I’m committed to running this farm open-source, so that others can learn from my experiences. In that spirit, I will share the following:
The Fourth Doctor died on Friday night. We checked him at 6 and he looked completely fine. At 10, as we settled down to sleep, we heard strange sounds from the ram shed. I threw some pants and a shirt on to go and look, and found him in agony, straining. We called the vet, 45 minutes away, and I sat with The Doctor, trying to comfort him in his suffering. Matt went for supplies and Mom came over from the B&B to lend emotional support. When the vet arrived, she diagnosed a Urinary Calculi blockage. We catheterized him to see if we could break up the blockage and allow him to pee, after cutting of his urethral process (really adding insult to injury for his situation). The catheter went all the way in, but nothing came out but a little blood. One option was to access his bladder via a hollow needle from the side and attempt treatment that way. When Cat, the vet, said that the odds of success were less than 50%, we decided that it would be unkind to continue treatment. The Fourth Doctor was suffering badly and continued to moan in pain under sedation. We said a hasty goodbye to him, with final hugs and kisses. Fred, the other ram, was distraught at his companion’s pain and confused to find himself living with the girls again.
So we were feeling pretty terrible, recognizing that having the ram’s water freeze over regularly probably contributed to this loss. Then we got worse news.
Valentine, the last of my first set of lambs born on my farm, tested positive for Caseous Lymphadenitis. Gut Punch. We had noticed a weird cyst on her cheek and her wool break earlier and decided to look after it. Well, the news came on Wednesday afternoon, and we’ve been in emergency mode since then.
- I cancelled all of my breeding stock reservations this year. No one would thank me for potentially introducing a serious disease into their herd, so all of my handsome little rams will stay here this year.
- Tragically, there is no good treatment for CL. I made the crushing decision to slaughter Valentine and Peggy, too. Valentine for testing positive, and Peggy for potentially showing symptoms. This leaves three lambs as orphans. Peggy’s lambs were already being fed by us, but poor Pencilvester is lost and distraught. Still, the risk of transmission if Valentine’s cyst were to burst was too much to allow.
- The vet came today to test the remaining sheep for CL. At $50/sheep, this will be a painful and expensive exercise, but well worth it. Our next steps will depend entirely on the results of the test. A few positive ewes can be culled with minimal negative effect, but if the illness is widespread, we will have to do a long-term control plan involving having a “clean” flock and a “positive” flock that will have to be biosecure and separate Here’s hoping for option 1.

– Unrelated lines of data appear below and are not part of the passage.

/*!
 * Readers-Writer Lock Guards
 *
 * Shared and exclusive holds on a `ReentrantRwLock`, released on drop
 */

use super::traits::{Guard, GuardDrop};
use super::GuardMetadata;
use crate::core::errors::{GuardError, GuardResult};
use crate::core::sync::ReentrantRwLock;
use std::marker::PhantomData;
use tracing::error;

/// Marker that keeps a guard on its acquiring thread
type NotSend = PhantomData<*const ()>;

/// One level of shared access
///
/// # Example
///
/// ```rust
/// use reentrant_rwlock::{Guard, ReentrantRwLock};
///
/// let lock = ReentrantRwLock::new();
/// let mut guard = lock.read();
/// assert_eq!(lock.read_count_current_thread(), 1);
///
/// guard.release().unwrap();
/// assert!(guard.release().is_err()); // already released
/// ```
#[must_use = "the shared hold is released as soon as the guard is dropped"]
pub struct SharedGuard<'a> {
    lock: &'a ReentrantRwLock,
    metadata: GuardMetadata,
    active: bool,
    _thread: NotSend,
}

impl<'a> SharedGuard<'a> {
    /// Wrap a shared hold already taken on `lock` by this thread
    pub(crate) fn new(lock: &'a ReentrantRwLock) -> Self {
        Self {
            lock,
            metadata: GuardMetadata::new("rwlock_shared"),
            active: true,
            _thread: PhantomData,
        }
    }

    /// The lock this guard holds
    #[inline]
    pub fn lock(&self) -> &'a ReentrantRwLock {
        self.lock
    }
}

impl Guard for SharedGuard<'_> {
    fn resource_type(&self) -> &'static str {
        self.metadata.resource_type
    }

    fn metadata(&self) -> &GuardMetadata {
        &self.metadata
    }

    fn is_active(&self) -> bool {
        self.active
    }

    fn release(&mut self) -> GuardResult<()> {
        if !self.active {
            return Err(GuardError::AlreadyReleased);
        }
        self.active = false;
        self.lock.release_shared().map_err(GuardError::from)
    }
}

impl GuardDrop for SharedGuard<'_> {
    fn on_drop(&mut self) {
        if self.active {
            if let Err(e) = self.release() {
                error!(error = %e, held_us = self.metadata.lifetime_micros(), "shared guard release failed");
            }
        }
    }
}

impl Drop for SharedGuard<'_> {
    fn drop(&mut self) {
        self.on_drop();
    }
}

/// One level of exclusive access
///
/// Nested `read()`/`write()` calls on the same lock from the owning thread
/// succeed immediately and add to the write depth.
#[must_use = "the exclusive hold is released as soon as the guard is dropped"]
pub struct ExclusiveGuard<'a> {
    lock: &'a ReentrantRwLock,
    metadata: GuardMetadata,
    active: bool,
    _thread: NotSend,
}

impl<'a> ExclusiveGuard<'a> {
    /// Wrap an exclusive hold already taken on `lock` by this thread
    pub(crate) fn new(lock: &'a ReentrantRwLock) -> Self {
        Self {
            lock,
            metadata: GuardMetadata::new("rwlock_exclusive"),
            active: true,
            _thread: PhantomData,
        }
    }

    /// The lock this guard holds
    #[inline]
    pub fn lock(&self) -> &'a ReentrantRwLock {
        self.lock
    }
}

impl Guard for ExclusiveGuard<'_> {
    fn resource_type(&self) -> &'static str {
        self.metadata.resource_type
    }

    fn metadata(&self) -> &GuardMetadata {
        &self.metadata
    }

    fn is_active(&self) -> bool {
        self.active
    }

    fn release(&mut self) -> GuardResult<()> {
        if !self.active {
            return Err(GuardError::AlreadyReleased);
        }
        self.active = false;
        self.lock.release_exclusive().map_err(GuardError::from)
    }
}

impl GuardDrop for ExclusiveGuard<'_> {
    fn on_drop(&mut self) {
        if self.active {
            if let Err(e) = self.release() {
                error!(error = %e, held_us = self.metadata.lifetime_micros(), "exclusive guard release failed");
            }
        }
    }
}

impl Drop for ExclusiveGuard<'_> {
    fn drop(&mut self) {
        self.on_drop();
    }
}
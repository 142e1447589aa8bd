/*!
 * Reentrant RW Lock - Demo Entry Point
 *
 * Drives a mixed reader/writer workload through a `TxCache`:
 * - Reader threads take consistent multi-key snapshots
 * - Writer threads commit transactions that move value between keys
 * - A counter thread performs reentrant read-modify-write updates
 *
 * The invariant checked by every reader is that the sum over all keys never
 * changes, which only holds if commits are exclusive with readers.
 */

use anyhow::{bail, Context, Result};
use reentrant_rwlock::monitoring::span_operation;
use reentrant_rwlock::{init_tracing, MemoryStore, StrategyType, SyncConfig, TxCache};
use std::sync::Arc;
use std::thread;
use tracing::{info, warn};

const ACCOUNTS: usize = 8;
const INITIAL_BALANCE: u64 = 100;
const READERS: usize = 4;
const WRITERS: usize = 2;
const ROUNDS: usize = 500;

fn account_key(i: usize) -> String {
    format!("account:{i}")
}

fn parse_balance(value: Option<String>) -> Result<u64> {
    value
        .context("account missing")?
        .parse()
        .context("balance is not a number")
}

fn main() -> Result<()> {
    // Initialize structured tracing
    init_tracing();

    let strategy = match std::env::var("RRWL_STRATEGY") {
        Ok(raw) => raw.parse::<StrategyType>().map_err(anyhow::Error::msg)?,
        Err(_) => StrategyType::Auto,
    };
    let config = SyncConfig {
        strategy,
        ..Default::default()
    };

    let store = MemoryStore::with_rows(
        (0..ACCOUNTS).map(|i| (account_key(i), INITIAL_BALANCE.to_string())),
    );
    let cache = Arc::new(TxCache::with_config(store, config));
    info!(
        strategy = cache.lock().strategy_name(),
        accounts = ACCOUNTS,
        "Cache ready"
    );

    let expected_total = ACCOUNTS as u64 * INITIAL_BALANCE;
    let keys: Vec<String> = (0..ACCOUNTS).map(account_key).collect();

    let span = span_operation("workload");
    let _entered = span.enter();

    let mut handles = Vec::new();

    for reader in 0..READERS {
        let cache = cache.clone();
        let keys = keys.clone();
        handles.push(thread::spawn(move || -> Result<()> {
            let key_refs: Vec<&str> = keys.iter().map(String::as_str).collect();
            for _ in 0..ROUNDS {
                let mut total = 0;
                for value in cache.get_many(&key_refs)? {
                    total += parse_balance(value)?;
                }
                if total != expected_total {
                    bail!("reader {reader} saw total {total}, expected {expected_total}");
                }
            }
            Ok(())
        }));
    }

    for writer in 0..WRITERS {
        let cache = cache.clone();
        handles.push(thread::spawn(move || -> Result<()> {
            for round in 0..ROUNDS {
                let from = account_key((writer + round) % ACCOUNTS);
                let to = account_key((writer + round + 1) % ACCOUNTS);

                // Hold exclusive access across read and commit so the
                // balances read are the ones overwritten
                let _write = cache.lock().write();
                cache.begin_transaction()?;
                let from_balance = parse_balance(cache.get(&from)?)?;
                let to_balance = parse_balance(cache.get(&to)?)?;
                if from_balance == 0 {
                    cache.abort_transaction();
                    continue;
                }
                cache.set(from.as_str(), (from_balance - 1).to_string())?;
                cache.set(to.as_str(), (to_balance + 1).to_string())?;
                cache.commit_transaction()?;
            }
            Ok(())
        }));
    }

    {
        let cache = cache.clone();
        handles.push(thread::spawn(move || -> Result<()> {
            for _ in 0..ROUNDS {
                cache.update("counter", |value| {
                    let n: u64 = value.and_then(|v| v.parse().ok()).unwrap_or(0);
                    Some((n + 1).to_string())
                })?;
            }
            Ok(())
        }));
    }

    for handle in handles {
        match handle.join() {
            Ok(result) => result?,
            Err(_) => bail!("worker thread panicked"),
        }
    }

    let counter = cache.get_committed("counter")?;
    if counter.as_deref() != Some(ROUNDS.to_string().as_str()) {
        warn!(?counter, "counter lost updates");
    }

    info!(stats = ?cache.lock().stats(), "Workload finished");
    println!("{}", serde_json::to_string_pretty(&cache.lock().snapshot())?);
    Ok(())
}
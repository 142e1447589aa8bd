/*!
 * Reentrant Readers-Writer Lock Library
 *
 * A recursive readers-writer lock with writer priority, RAII guards, and a
 * transactional key/value cache built on top of it.
 */

pub mod cache;
pub mod core;
pub mod monitoring;

// Re-exports
pub use crate::core::errors::*;
pub use crate::core::guard::{ExclusiveGuard, Guard, SharedGuard};
pub use crate::core::sync::{
    LockSnapshot, ReentrantRwLock, StatsSnapshot, StrategyType, SyncConfig,
};
pub use cache::{
    BackingStore, CacheError, CacheResult, MemoryStore, StoreError, StoreResult, TxCache,
};
pub use monitoring::init_tracing;
/*!
 * Structured Tracing
 * Subscriber setup for the lock's `tracing` events
 *
 * The library only emits events; installing a subscriber is left to the
 * binary (or test) that links it.
 */

use tracing::{info, span, Level, Span};
use tracing_subscriber::{
    fmt::format::FmtSpan, layer::SubscriberExt, util::SubscriberInitExt, util::TryInitError,
    EnvFilter,
};

/// Environment variable enabling JSON log output
pub const TRACE_JSON_ENV: &str = "RRWL_TRACE_JSON";

/// Initialize structured tracing
///
/// Environment variables:
/// - RUST_LOG: Set log level (default: info)
/// - RRWL_TRACE_JSON: Enable JSON output (default: false)
///
/// Does nothing if a global subscriber is already installed.
pub fn init_tracing() {
    if try_init_tracing().is_ok() {
        info!("Structured tracing initialized");
    }
}

/// Initialize structured tracing, reporting whether a subscriber was
/// already installed
pub fn try_init_tracing() -> Result<(), TryInitError> {
    let env_filter =
        EnvFilter::try_from_default_env().unwrap_or_else(|_| EnvFilter::new("info"));

    let use_json = std::env::var(TRACE_JSON_ENV)
        .map(|v| v == "1" || v == "true")
        .unwrap_or(false);

    let registry = tracing_subscriber::registry().with(env_filter);

    if use_json {
        // JSON output for production/parsing
        registry
            .with(
                tracing_subscriber::fmt::layer()
                    .json()
                    .with_target(true)
                    .with_thread_ids(true)
                    .with_thread_names(true)
                    .with_current_span(true)
                    .with_span_list(true)
                    .with_span_events(FmtSpan::CLOSE),
            )
            .try_init()
    } else {
        // Human-readable output for development
        registry
            .with(
                tracing_subscriber::fmt::layer()
                    .with_target(true)
                    .with_thread_ids(true)
                    .with_thread_names(true)
                    .with_span_events(FmtSpan::CLOSE)
                    .compact(),
            )
            .try_init()
    }
}

/// Create an info-level span for a named operation
///
/// With `FmtSpan::CLOSE` the span's busy/idle time is logged when it closes.
pub fn span_operation(operation: &str) -> Span {
    span!(Level::INFO, "operation", name = %operation)
}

- I have also contacted everyone to whom I’ve sold a sheep in recent years. Having to tell someone that their flock may have been exposed is worse even than receiving that news about your own flock. I would rather have my own flock potentially sick than know that I’ve exposed others, but in my case both are true. The feeling is terrible.
- All ram lambs will be future meat this year. I will keep the crossbred ewe lambs just to keep stock numbers growing and to see how they perform overall.
This experience reminds me that my commitment is to the flock, not to the individual. The sacrifice of Valentine and Peggy for the good of the flock overall feels terrible, but justified. I may be called to make more such decisions. Fortunately, CL is not highly transmissable from ewe to lamb, so the lambs may be okay. They are too young to test accurately, anyhow.
Recovering from this will be a multi-year process. Nevertheless, I will persist. I have tremendous gratitude for all of the responses I’ve had from friends and other shepherds helping reassure me that I’m not a terrible shepherd. It’s hard not to feel like a terrible shepherd after a week like this one.